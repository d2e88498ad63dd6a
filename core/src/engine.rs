//! The dispatch engine: booking creation, including emergency matching.
//!
//! Emergency flow: query the geo index for the nearest qualified available
//! provider, atomically reserve them through the lock ledger, persist the
//! booking, notify. Nearest-first minimizes response time; the lock closes
//! the check-then-act race between "read nearest" and "create booking"
//! that an index-only read cannot prevent.
//!
//! On lock conflict the engine surfaces [`DispatchError::ProviderLocked`]
//! rather than cascading to the next-nearest candidate; the candidate
//! `limit` is already plumbed through the index query so a ranked-list
//! retry can be added behind the same seam.

use crate::config::DispatchConfig;
use crate::environment::Clock;
use crate::error::{DispatchError, Result};
use crate::events::{emit, DispatchEvent, EventSink};
use crate::geo::{CandidateFilter, GeoIndex, Location};
use crate::ledger::{LockLedger, ReleaseCause};
use crate::metrics;
use crate::store::{AcquireOutcome, BookingStore, ProviderDirectory};
use crate::types::{
    Booking, BookingId, BookingKind, CustomerId, LockState, Minutes,
    ProviderId, ServiceTag,
};
use chrono::{DateTime, Utc};
use std::sync::Arc;

/// Orchestrates booking creation against the geo index, the lock ledger,
/// and the stores.
#[derive(Clone)]
pub struct DispatchEngine {
    geo: Arc<dyn GeoIndex>,
    bookings: Arc<dyn BookingStore>,
    providers: Arc<dyn ProviderDirectory>,
    ledger: LockLedger,
    events: Arc<dyn EventSink>,
    clock: Arc<dyn Clock>,
    config: DispatchConfig,
}

impl DispatchEngine {
    /// Creates a new `DispatchEngine`.
    #[must_use]
    #[allow(clippy::too_many_arguments)]
    pub fn new(
        geo: Arc<dyn GeoIndex>,
        bookings: Arc<dyn BookingStore>,
        providers: Arc<dyn ProviderDirectory>,
        ledger: LockLedger,
        events: Arc<dyn EventSink>,
        clock: Arc<dyn Clock>,
        config: DispatchConfig,
    ) -> Self {
        Self {
            geo,
            bookings,
            providers,
            ledger,
            events,
            clock,
            config,
        }
    }

    /// Create an emergency booking by automatic nearest-provider dispatch.
    ///
    /// Finds the nearest verified, available provider offering `service`
    /// within the configured radius, reserves them atomically, and creates
    /// the booking in `pending` status with the reservation held.
    ///
    /// # Errors
    ///
    /// - [`DispatchError::NoProviderAvailable`] if no eligible candidate is
    ///   in radius — user-actionable, "try again later".
    /// - [`DispatchError::ProviderLocked`] if the nearest candidate is
    ///   reserved by a concurrent emergency — the caller may retry.
    /// - [`DispatchError::Validation`] for a duration below the minimum.
    /// - Storage/geo errors; any failure after a successful acquire
    ///   releases the reservation before propagating, so no orphaned lock
    ///   is left behind.
    pub async fn create_emergency_booking(
        &self,
        customer: CustomerId,
        service: ServiceTag,
        location: Location,
        estimated_duration: Minutes,
        notes: Option<String>,
    ) -> Result<Booking> {
        validate_duration(estimated_duration)?;

        let filter = CandidateFilter::emergency(service.clone());
        let candidates = self
            .geo
            .find_candidates(
                location.point,
                self.config.max_radius_m,
                &filter,
                self.config.candidate_limit,
            )
            .await?;

        let Some(candidate) = candidates.into_iter().next() else {
            metrics::record_no_provider();
            tracing::debug!(
                service = %service,
                origin = %location.point,
                "no eligible provider in radius"
            );
            return Err(DispatchError::NoProviderAvailable);
        };

        let total_amount = candidate
            .hourly_rate
            .checked_for_minutes(estimated_duration)
            .ok_or_else(|| {
                DispatchError::Validation("total amount overflows".to_string())
            })?;

        let booking_id = BookingId::new();
        let reservation = match self
            .ledger
            .acquire(
                candidate.id,
                booking_id,
                self.config.lock_timeout_chrono(),
            )
            .await?
        {
            AcquireOutcome::Granted(reservation) => reservation,
            AcquireOutcome::Conflict { .. } => {
                return Err(DispatchError::ProviderLocked {
                    provider: candidate.id,
                });
            }
        };

        let booking = Booking::emergency(
            booking_id,
            customer,
            candidate.id,
            service,
            location,
            estimated_duration,
            total_amount,
            reservation.expires_at.inner(),
            notes,
            self.clock.now(),
        );

        if let Err(error) = self.bookings.insert(booking.clone()).await {
            // Compensate before propagating: the claim must not outlive a
            // booking that was never persisted.
            if let Err(release_error) = self
                .ledger
                .release(booking_id, ReleaseCause::DispatchFailed)
                .await
            {
                tracing::error!(
                    booking = %booking_id,
                    %release_error,
                    "failed to release reservation after dispatch failure"
                );
            }
            return Err(error.into());
        }

        metrics::record_booking_created(true);
        tracing::info!(
            booking = %booking_id,
            provider = %candidate.id,
            distance_m = candidate.distance_m,
            "emergency booking dispatched"
        );
        self.notify_created(&booking).await;
        Ok(booking)
    }

    /// Create an ordinary booking for an explicitly chosen provider.
    ///
    /// Validates that the provider exists and — unless `emergency` is set —
    /// is available and verified. No reservation is involved.
    ///
    /// # Errors
    ///
    /// [`DispatchError::ProviderNotFound`], [`DispatchError::Validation`],
    /// or a storage error.
    #[allow(clippy::too_many_arguments)]
    pub async fn create_booking(
        &self,
        customer: CustomerId,
        provider: ProviderId,
        service: ServiceTag,
        location: Location,
        estimated_duration: Minutes,
        scheduled_at: Option<DateTime<Utc>>,
        notes: Option<String>,
        emergency: bool,
    ) -> Result<Booking> {
        validate_duration(estimated_duration)?;

        let summary = self
            .providers
            .fetch(provider)
            .await?
            .ok_or(DispatchError::ProviderNotFound(provider))?;

        if !emergency {
            if !summary.is_available {
                return Err(DispatchError::Validation(
                    "Provider is not available".to_string(),
                ));
            }
            if !summary.is_verified {
                return Err(DispatchError::Validation(
                    "Provider is not verified".to_string(),
                ));
            }
        }

        let total_amount = summary
            .hourly_rate
            .checked_for_minutes(estimated_duration)
            .ok_or_else(|| {
                DispatchError::Validation("total amount overflows".to_string())
            })?;

        let now = self.clock.now();
        let mut booking = Booking::standard(
            BookingId::new(),
            customer,
            provider,
            service,
            location,
            estimated_duration,
            total_amount,
            scheduled_at.or(Some(now)),
            notes,
            now,
        );
        if emergency {
            // Explicit-provider emergency: lock fields apply but nothing is
            // held — dispatch never reserved anyone.
            booking.kind = BookingKind::Emergency {
                lock: LockState::Released,
            };
        }

        self.bookings.insert(booking.clone()).await?;
        metrics::record_booking_created(emergency);
        tracing::info!(
            booking = %booking.id,
            provider = %provider,
            emergency,
            "booking created"
        );
        self.notify_created(&booking).await;
        Ok(booking)
    }

    async fn notify_created(&self, booking: &Booking) {
        emit(
            self.events.as_ref(),
            DispatchEvent::BookingCreated {
                booking: Box::new(booking.clone()),
            },
        )
        .await;
        emit(
            self.events.as_ref(),
            DispatchEvent::ProviderAssigned {
                booking: booking.id,
                provider: booking.provider,
            },
        )
        .await;
    }
}

fn validate_duration(estimated_duration: Minutes) -> Result<()> {
    if estimated_duration < Minutes::MINIMUM {
        return Err(DispatchError::Validation(format!(
            "estimated duration must be at least {}",
            Minutes::MINIMUM
        )));
    }
    Ok(())
}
● ● ● ●
From the first line to the last, copy every record exactly.

RESULT FOR THIS TASK:
repository d2e88498ad63dd6a
filename core/src/engine.rs
//! The dispatch engine: booking creation, including emergency matching.
//!
//! Emergency flow: query the geo index for the nearest qualified available
//! provider, atomically reserve them through the lock ledger, persist the
//! booking, notify. Nearest-first minimizes response time; the lock closes
//! the check-then-act race between "read nearest" and "create booking"
//! that an index-only read cannot prevent.
//!
//! On lock conflict the engine surfaces [`DispatchError::ProviderLocked`]
//! rather than cascading to the next-nearest candidate; the candidate
//! `limit` is already plumbed through the index query so a ranked-list
//! retry can be added behind the same seam.

use crate::config::DispatchConfig;
use crate::environment::Clock;
use crate::error::{DispatchError, Result};
use crate::events::{emit, DispatchEvent, EventSink};
use crate::geo::{CandidateFilter, GeoIndex, Location};
use crate::ledger::{LockLedger, ReleaseCause};
use crate::metrics;
use crate::store::{AcquireOutcome, BookingStore, ProviderDirectory};
use crate::types::{
    Booking, BookingId, BookingKind, CustomerId, LockState, Minutes,
    ProviderId, ServiceTag,
};
use chrono::{DateTime, Utc};
use std::sync::Arc;

/// Orchestrates booking creation against the geo index, the lock ledger,
/// and the stores.
#[derive(Clone)]
pub struct DispatchEngine {
    geo: Arc<dyn GeoIndex>,
    bookings: Arc<dyn BookingStore>,
    providers: Arc<dyn ProviderDirectory>,
    ledger: LockLedger,
    events: Arc<dyn EventSink>,
    clock: Arc<dyn Clock>,
    config: DispatchConfig,
}

impl DispatchEngine {
    /// Creates a new `DispatchEngine`.
    #[must_use]
    #[allow(clippy::too_many_arguments)]
    pub fn new(
        geo: Arc<dyn GeoIndex>,
        bookings: Arc<dyn BookingStore>,
        providers: Arc<dyn ProviderDirectory>,
        ledger: LockLedger,
        events: Arc<dyn EventSink>,
        clock: Arc<dyn Clock>,
        config: DispatchConfig,
    ) -> Self {
        Self {
            geo,
            bookings,
            providers,
            ledger,
            events,
            clock,
            config,
        }
    }

    /// Create an emergency booking by automatic nearest-provider dispatch.
    ///
    /// Finds the nearest verified, available provider offering `service`
    /// within the configured radius, reserves them atomically, and creates
    /// the booking in `pending` status with the reservation held.
    ///
    /// # Errors
    ///
    /// - [`DispatchError::NoProviderAvailable`] if no eligible candidate is
    ///   in radius — user-actionable, "try again later".
    /// - [`DispatchError::ProviderLocked`] if the nearest candidate is
    ///   reserved by a concurrent emergency — the caller may retry.
    /// - [`DispatchError::Validation`] for a duration below the minimum.
    /// - Storage/geo errors; any failure after a successful acquire
    ///   releases the reservation before propagating, so no orphaned lock
    ///   is left behind.
    pub async fn create_emergency_booking(
        &self,
        customer: CustomerId,
        service: ServiceTag,
        location: Location,
        estimated_duration: Minutes,
        notes: Option<String>,
    ) -> Result<Booking> {
        validate_duration(estimated_duration)?;

        let filter = CandidateFilter::emergency(service.clone());
        let candidates = self
            .geo
            .find_candidates(
                location.point,
                self.config.max_radius_m,
                &filter,
                self.config.candidate_limit,
            )
            .await?;

        let Some(candidate) = candidates.into_iter().next() else {
            metrics::record_no_provider();
            tracing::debug!(
                service = %service,
                origin = %location.point,
                "no eligible provider in radius"
            );
            return Err(DispatchError::NoProviderAvailable);
        };

        let total_amount = candidate
            .hourly_rate
            .checked_for_minutes(estimated_duration)
            .ok_or_else(|| {
                DispatchError::Validation("total amount overflows".to_string())
            })?;

        let booking_id = BookingId::new();
        let reservation = match self
            .ledger
            .acquire(
                candidate.id,
                booking_id,
                self.config.lock_timeout_chrono(),
            )
            .await?
        {
            AcquireOutcome::Granted(reservation) => reservation,
            AcquireOutcome::Conflict { .. } => {
                return Err(DispatchError::ProviderLocked {
                    provider: candidate.id,
                });
            }
        };

        let booking = Booking::emergency(
            booking_id,
            customer,
            candidate.id,
            service,
            location,
            estimated_duration,
            total_amount,
            reservation.expires_at.inner(),
            notes,
            self.clock.now(),
        );

        if let Err(error) = self.bookings.insert(booking.clone()).await {
            // Compensate before propagating: the claim must not outlive a
            // booking that was never persisted.
            if let Err(release_error) = self
                .ledger
                .release(booking_id, ReleaseCause::DispatchFailed)
                .await
            {
                tracing::error!(
                    booking = %booking_id,
                    %release_error,
                    "failed to release reservation after dispatch failure"
                );
            }
            return Err(error.into());
        }

        metrics::record_booking_created(true);
        tracing::info!(
            booking = %booking_id,
            provider = %candidate.id,
            distance_m = candidate.distance_m,
            "emergency booking dispatched"
        );
        self.notify_created(&booking).await;
        Ok(booking)
    }

    /// Create an ordinary booking for an explicitly chosen provider.
    ///
    /// Validates that the provider exists and — unless `emergency` is set —
    /// is available and verified. No reservation is involved.
    ///
    /// # Errors
    ///
    /// [`DispatchError::ProviderNotFound`], [`DispatchError::Validation`],
    /// or a storage error.
    #[allow(clippy::too_many_arguments)]
    pub async fn create_booking(
        &self,
        customer: CustomerId,
        provider: ProviderId,
        service: ServiceTag,
        location: Location,
        estimated_duration: Minutes,
        scheduled_at: Option<DateTime<Utc>>,
        notes: Option<String>,
        emergency: bool,
    ) -> Result<Booking> {
        validate_duration(estimated_duration)?;

        let summary = self
            .providers
            .fetch(provider)
            .await?
            .ok_or(DispatchError::ProviderNotFound(provider))?;

        if !emergency {
            if !summary.is_available {
                return Err(DispatchError::Validation(
                    "Provider is not available".to_string(),
                ));
            }
            if !summary.is_verified {
                return Err(DispatchError::Validation(
                    "Provider is not verified".to_string(),
                ));
            }
        }

        let total_amount = summary
            .hourly_rate
            .checked_for_minutes(estimated_duration)
            .ok_or_else(|| {
                DispatchError::Validation("total amount overflows".to_string())
            })?;

        let now = self.clock.now();
        let mut booking = Booking::standard(
            BookingId::new(),
            customer,
            provider,
            service,
            location,
            estimated_duration,
            total_amount,
            scheduled_at.or(Some(now)),
            notes,
            now,
        );
        if emergency {
            // Explicit-provider emergency: lock fields apply but nothing is
            // held — dispatch never reserved anyone.
            booking.kind = BookingKind::Emergency {
                lock: LockState::Released,
            };
        }

        self.bookings.insert(booking.clone()).await?;
        metrics::record_booking_created(emergency);
        tracing::info!(
            booking = %booking.id,
            provider = %provider,
            emergency,
            "booking created"
        );
        self.notify_created(&booking).await;
        Ok(booking)
    }

    async fn notify_created(&self, booking: &Booking) {
        emit(
            self.events.as_ref(),
            DispatchEvent::BookingCreated {
                booking: Box::new(booking.clone()),
            },
        )
        .await;
        emit(
            self.events.as_ref(),
            DispatchEvent::ProviderAssigned {
                booking: booking.id,
                provider: booking.provider,
            },
        )
        .await;
    }
}

fn validate_duration(estimated_duration: Minutes) -> Result<()> {
    if estimated_duration < Minutes::MINIMUM {
        return Err(DispatchError::Validation(format!(
            "estimated duration must be at least {}",
            Minutes::MINIMUM
        )));
    }
    Ok(())
}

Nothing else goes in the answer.